◆ **Exercise description**
Using the data below, copy each line that includes the word "suncontact".

== Data provided ==

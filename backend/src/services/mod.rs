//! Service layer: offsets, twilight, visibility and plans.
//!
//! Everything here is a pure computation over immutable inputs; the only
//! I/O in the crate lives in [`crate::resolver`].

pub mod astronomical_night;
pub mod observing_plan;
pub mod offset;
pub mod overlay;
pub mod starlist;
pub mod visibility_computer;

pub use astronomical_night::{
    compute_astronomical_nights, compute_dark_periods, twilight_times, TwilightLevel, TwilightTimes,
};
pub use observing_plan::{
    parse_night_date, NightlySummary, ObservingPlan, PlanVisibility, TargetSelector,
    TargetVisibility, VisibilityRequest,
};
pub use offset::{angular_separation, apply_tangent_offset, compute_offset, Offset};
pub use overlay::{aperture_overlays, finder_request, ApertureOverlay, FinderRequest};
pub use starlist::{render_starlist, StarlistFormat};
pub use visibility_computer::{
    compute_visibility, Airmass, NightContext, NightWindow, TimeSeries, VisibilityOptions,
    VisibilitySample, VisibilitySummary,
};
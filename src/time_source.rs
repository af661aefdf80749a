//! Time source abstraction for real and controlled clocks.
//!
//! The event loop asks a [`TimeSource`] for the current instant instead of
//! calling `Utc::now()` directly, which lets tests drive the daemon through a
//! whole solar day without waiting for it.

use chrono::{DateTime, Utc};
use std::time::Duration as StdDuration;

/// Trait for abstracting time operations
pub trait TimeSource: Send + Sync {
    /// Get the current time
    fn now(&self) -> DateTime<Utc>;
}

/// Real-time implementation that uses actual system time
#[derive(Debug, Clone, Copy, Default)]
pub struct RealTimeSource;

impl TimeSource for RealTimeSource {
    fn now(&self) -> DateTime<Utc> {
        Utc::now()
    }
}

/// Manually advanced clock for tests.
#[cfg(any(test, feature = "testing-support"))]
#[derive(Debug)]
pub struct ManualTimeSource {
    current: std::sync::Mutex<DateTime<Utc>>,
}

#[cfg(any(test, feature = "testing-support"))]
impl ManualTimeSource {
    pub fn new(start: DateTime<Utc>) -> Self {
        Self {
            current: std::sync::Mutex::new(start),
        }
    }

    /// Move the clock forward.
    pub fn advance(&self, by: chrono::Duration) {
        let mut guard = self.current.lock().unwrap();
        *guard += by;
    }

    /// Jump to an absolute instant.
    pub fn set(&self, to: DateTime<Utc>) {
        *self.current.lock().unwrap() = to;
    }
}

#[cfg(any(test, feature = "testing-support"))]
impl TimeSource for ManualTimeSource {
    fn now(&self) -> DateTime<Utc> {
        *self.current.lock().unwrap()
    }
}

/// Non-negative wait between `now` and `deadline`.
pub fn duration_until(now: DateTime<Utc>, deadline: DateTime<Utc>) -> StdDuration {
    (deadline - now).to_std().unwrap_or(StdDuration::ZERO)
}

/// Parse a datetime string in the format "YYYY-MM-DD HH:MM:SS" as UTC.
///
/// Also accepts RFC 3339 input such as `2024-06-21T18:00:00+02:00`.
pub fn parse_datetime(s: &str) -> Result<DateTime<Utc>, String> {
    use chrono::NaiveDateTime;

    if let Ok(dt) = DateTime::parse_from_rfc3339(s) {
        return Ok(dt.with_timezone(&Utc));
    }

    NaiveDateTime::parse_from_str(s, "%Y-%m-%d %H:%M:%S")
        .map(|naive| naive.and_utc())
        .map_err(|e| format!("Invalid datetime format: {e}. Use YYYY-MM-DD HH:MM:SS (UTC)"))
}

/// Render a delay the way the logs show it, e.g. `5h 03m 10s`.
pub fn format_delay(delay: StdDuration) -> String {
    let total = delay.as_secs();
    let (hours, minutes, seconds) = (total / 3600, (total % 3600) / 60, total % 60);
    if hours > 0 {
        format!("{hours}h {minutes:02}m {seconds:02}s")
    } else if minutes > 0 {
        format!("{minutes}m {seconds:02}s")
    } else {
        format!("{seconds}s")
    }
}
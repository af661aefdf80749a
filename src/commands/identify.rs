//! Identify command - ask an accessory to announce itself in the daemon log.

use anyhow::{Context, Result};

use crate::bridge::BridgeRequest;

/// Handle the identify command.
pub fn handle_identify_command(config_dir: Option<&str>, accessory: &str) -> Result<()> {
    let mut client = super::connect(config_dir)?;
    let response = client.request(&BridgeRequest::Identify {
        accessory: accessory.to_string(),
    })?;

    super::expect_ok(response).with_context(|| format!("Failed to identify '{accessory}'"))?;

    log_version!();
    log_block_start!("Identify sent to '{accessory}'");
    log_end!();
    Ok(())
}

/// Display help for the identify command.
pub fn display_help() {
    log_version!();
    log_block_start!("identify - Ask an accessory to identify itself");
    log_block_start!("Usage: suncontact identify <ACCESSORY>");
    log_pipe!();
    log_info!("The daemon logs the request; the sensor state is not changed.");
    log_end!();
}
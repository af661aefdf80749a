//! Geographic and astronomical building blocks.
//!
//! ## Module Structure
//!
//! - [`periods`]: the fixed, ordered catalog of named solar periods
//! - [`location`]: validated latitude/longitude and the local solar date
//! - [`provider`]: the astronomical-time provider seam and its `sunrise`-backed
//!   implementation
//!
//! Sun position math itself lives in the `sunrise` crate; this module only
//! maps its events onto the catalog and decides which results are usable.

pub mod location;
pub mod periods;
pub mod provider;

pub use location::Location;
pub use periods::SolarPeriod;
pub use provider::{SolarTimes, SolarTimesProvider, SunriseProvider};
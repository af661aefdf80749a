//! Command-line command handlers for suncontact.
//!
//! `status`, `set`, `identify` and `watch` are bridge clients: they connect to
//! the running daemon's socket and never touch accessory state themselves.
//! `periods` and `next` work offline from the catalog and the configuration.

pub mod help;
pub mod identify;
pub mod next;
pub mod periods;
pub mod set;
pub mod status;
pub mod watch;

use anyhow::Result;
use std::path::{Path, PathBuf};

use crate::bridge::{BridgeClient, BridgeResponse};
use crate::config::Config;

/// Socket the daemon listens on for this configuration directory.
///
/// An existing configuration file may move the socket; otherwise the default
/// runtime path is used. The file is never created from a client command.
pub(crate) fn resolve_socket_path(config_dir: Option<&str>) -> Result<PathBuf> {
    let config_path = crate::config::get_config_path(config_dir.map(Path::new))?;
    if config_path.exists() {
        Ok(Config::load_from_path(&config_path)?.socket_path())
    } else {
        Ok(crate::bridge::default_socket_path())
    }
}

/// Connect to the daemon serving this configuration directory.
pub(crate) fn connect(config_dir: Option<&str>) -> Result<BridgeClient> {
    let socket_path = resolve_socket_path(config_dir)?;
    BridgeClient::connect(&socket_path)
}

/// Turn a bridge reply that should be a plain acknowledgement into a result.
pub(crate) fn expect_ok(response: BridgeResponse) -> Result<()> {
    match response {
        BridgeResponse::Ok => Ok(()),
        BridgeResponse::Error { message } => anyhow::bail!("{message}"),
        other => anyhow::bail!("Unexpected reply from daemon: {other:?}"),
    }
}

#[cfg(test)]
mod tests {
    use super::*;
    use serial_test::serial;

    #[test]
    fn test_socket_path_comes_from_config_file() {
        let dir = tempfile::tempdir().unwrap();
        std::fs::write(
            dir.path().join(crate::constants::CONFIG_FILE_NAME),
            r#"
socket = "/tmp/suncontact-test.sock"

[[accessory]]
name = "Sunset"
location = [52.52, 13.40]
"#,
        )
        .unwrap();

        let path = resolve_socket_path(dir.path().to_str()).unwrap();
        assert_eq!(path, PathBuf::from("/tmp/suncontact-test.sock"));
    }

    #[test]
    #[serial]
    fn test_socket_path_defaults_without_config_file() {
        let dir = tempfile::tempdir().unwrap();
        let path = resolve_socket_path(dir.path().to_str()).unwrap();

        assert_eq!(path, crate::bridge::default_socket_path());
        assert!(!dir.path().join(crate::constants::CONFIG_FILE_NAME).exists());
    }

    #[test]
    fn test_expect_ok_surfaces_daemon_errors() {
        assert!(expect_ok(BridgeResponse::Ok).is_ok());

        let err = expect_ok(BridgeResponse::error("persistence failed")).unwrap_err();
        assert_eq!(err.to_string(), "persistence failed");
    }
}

===

◆ **Answer for the task**
    log_block_start!("Usage: suncontact identify <ACCESSORY>");
//! Command-line command handlers for suncontact.
socket = "/tmp/suncontact-test.sock"
        assert_eq!(path, PathBuf::from("/tmp/suncontact-test.sock"));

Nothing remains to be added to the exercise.